Exercise brief: Where the line with "let lower = href.trim().to_lowercase();" appears in the records below, start there and transcribe each line exactly through the last.

═══

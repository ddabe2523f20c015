//! Value objects - immutable types that represent domain concepts

mod feed_path;
mod post_key;
mod user_id;

pub use feed_path::{FeedPath, PathParseError, REPLIES_SEGMENT, VOTES_SEGMENT};
pub use post_key::{PostKey, PushKeyGenerator};
pub use user_id::UserId;
//! Data transfer objects for requests and responses
//!
//! This module provides:
//! - Request DTOs with validation for composer inputs
//! - Response DTOs handed to the UI
//! - Mappers for converting domain entities to DTOs

pub mod mappers;
pub mod requests;
pub mod responses;

pub use requests::{CreatePostRequest, CreateReplyRequest, MediaUpload, MAX_ATTACHMENTS};
pub use responses::{FeedView, PostView, Suggestion, VoteOutcome};
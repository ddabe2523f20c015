//! Link allowlist

/// Prefixes an href must start with (after trim and lowercase)
pub const SAFE_HREF_PREFIXES: [&str; 8] = [
    "http://", "https://", "mailto:", "tel:", "ftp:", "/", "./", "../",
];

/// URL schemes the sanitizer lets through
pub const SAFE_URL_SCHEMES: [&str; 5] = ["http", "https", "mailto", "tel", "ftp"];

/// Check a link or image destination against the allowlist
///
/// Everything else, including `javascript:`, `data:` and bare relative
/// names such as `page.html`, is unsafe.
pub fn is_safe_href(href: &str) -> bool {
    let lower = href.trim().to_lowercase();
    !lower.is_empty()
        && SAFE_HREF_PREFIXES
            .iter()
            .any(|prefix| lower.starts_with(prefix))
}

═══

Expected answer:
    let lower = href.trim().to_lowercase();
    !lower.is_empty()
        && SAFE_HREF_PREFIXES
            .iter()
            .any(|prefix| lower.starts_with(prefix))
}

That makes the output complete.